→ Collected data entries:

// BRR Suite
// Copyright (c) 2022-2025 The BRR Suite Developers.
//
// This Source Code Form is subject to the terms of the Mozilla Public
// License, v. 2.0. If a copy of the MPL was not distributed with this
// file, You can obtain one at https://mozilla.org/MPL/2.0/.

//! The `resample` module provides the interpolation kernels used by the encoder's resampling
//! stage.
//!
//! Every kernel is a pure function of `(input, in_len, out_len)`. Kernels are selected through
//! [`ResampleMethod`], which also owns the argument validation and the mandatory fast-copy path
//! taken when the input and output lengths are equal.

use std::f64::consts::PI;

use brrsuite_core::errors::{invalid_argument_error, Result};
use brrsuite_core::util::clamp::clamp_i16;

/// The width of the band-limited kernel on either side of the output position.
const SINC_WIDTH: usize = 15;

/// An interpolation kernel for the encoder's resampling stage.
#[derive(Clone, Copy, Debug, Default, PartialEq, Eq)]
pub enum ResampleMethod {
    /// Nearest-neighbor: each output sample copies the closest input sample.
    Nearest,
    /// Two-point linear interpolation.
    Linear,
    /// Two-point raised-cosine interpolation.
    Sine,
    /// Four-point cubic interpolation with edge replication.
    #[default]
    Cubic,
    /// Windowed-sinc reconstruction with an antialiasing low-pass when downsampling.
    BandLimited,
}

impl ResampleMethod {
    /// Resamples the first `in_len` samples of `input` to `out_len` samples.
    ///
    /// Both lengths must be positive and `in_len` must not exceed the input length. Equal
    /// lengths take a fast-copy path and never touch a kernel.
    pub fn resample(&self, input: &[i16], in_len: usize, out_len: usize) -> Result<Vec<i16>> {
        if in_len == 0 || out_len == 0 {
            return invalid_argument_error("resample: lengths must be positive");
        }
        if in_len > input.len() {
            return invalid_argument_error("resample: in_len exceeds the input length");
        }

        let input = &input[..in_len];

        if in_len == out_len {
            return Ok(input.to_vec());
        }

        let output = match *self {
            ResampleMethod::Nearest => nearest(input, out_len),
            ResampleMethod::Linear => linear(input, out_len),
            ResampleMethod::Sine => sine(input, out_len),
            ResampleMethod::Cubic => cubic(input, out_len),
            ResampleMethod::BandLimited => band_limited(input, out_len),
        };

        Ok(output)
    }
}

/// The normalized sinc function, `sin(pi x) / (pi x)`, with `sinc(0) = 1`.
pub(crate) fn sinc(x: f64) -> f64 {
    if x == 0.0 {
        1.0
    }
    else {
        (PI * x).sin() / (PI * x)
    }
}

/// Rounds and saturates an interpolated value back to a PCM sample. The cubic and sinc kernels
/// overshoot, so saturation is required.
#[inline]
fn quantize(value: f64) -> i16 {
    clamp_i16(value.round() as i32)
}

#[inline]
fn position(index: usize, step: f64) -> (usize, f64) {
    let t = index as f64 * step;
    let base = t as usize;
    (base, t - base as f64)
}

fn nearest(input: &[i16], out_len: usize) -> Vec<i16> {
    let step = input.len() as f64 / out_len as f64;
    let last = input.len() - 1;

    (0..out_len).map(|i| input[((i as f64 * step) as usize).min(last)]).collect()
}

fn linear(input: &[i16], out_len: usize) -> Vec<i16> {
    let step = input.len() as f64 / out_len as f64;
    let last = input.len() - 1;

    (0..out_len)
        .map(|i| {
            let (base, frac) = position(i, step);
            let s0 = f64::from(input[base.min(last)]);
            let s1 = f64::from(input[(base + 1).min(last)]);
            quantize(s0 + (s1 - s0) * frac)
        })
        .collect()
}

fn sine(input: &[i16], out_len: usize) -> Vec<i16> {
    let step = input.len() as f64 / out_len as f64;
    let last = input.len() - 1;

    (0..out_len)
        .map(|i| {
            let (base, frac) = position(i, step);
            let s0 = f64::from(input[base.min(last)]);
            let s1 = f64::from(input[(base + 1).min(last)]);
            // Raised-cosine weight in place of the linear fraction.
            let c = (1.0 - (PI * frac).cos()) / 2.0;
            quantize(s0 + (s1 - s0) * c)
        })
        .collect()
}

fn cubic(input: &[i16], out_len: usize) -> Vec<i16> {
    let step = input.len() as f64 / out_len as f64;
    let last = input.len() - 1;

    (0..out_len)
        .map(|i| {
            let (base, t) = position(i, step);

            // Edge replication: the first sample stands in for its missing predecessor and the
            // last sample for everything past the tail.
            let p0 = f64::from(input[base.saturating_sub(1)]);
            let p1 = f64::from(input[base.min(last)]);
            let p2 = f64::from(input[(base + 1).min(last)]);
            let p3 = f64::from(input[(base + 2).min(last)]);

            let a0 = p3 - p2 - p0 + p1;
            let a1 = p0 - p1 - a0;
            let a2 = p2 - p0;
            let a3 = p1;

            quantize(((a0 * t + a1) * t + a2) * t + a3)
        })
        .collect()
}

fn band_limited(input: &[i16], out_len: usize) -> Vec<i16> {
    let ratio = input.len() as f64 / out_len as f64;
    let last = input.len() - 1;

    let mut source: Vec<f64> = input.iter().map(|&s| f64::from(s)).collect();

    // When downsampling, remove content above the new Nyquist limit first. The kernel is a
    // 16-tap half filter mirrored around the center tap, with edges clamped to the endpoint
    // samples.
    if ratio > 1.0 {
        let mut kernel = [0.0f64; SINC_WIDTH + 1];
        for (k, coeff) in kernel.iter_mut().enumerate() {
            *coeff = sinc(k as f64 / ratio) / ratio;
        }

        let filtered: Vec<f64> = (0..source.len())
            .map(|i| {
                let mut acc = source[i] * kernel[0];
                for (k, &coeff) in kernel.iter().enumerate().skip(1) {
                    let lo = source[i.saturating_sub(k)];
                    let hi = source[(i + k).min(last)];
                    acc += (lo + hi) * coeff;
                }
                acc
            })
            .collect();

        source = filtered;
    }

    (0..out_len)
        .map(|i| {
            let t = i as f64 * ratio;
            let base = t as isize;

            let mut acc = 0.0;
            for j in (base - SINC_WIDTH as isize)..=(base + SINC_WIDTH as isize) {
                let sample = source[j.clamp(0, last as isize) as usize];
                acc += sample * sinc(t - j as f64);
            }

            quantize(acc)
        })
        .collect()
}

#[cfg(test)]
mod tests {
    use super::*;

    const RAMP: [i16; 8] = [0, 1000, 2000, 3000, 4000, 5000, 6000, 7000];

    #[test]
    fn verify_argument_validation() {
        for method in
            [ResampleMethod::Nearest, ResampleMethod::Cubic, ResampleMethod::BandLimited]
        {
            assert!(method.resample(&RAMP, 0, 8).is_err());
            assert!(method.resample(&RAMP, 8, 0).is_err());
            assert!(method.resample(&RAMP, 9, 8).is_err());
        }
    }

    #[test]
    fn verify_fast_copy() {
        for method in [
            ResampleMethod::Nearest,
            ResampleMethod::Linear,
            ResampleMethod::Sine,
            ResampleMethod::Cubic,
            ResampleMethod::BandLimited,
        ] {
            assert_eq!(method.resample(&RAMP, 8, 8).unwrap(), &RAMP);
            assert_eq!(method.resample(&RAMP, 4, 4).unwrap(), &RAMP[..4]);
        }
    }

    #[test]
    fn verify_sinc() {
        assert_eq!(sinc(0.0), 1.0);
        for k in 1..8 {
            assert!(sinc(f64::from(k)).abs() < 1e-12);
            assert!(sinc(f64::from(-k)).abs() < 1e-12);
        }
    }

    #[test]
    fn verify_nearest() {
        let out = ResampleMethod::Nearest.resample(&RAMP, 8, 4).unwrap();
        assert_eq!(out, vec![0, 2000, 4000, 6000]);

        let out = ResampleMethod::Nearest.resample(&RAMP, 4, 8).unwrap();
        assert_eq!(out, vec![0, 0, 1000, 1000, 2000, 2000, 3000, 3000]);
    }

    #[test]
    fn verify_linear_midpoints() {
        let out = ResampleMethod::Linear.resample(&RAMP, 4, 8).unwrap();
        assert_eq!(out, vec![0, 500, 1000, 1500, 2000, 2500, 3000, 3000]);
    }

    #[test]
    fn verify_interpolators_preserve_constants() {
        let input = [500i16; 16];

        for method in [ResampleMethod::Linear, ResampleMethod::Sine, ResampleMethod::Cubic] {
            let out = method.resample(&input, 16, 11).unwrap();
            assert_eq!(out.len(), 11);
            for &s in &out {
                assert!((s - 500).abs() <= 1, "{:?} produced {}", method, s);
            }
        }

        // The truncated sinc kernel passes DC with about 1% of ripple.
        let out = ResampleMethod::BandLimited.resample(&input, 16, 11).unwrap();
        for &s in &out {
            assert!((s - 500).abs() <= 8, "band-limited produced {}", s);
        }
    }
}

→ PROBLEM DESCRIPTION: All lines of the data that hold "cosine" need to be copied.

→ ANSWER SECTION:
    /// Two-point raised-cosine interpolation.
            // Raised-cosine weight in place of the linear fraction.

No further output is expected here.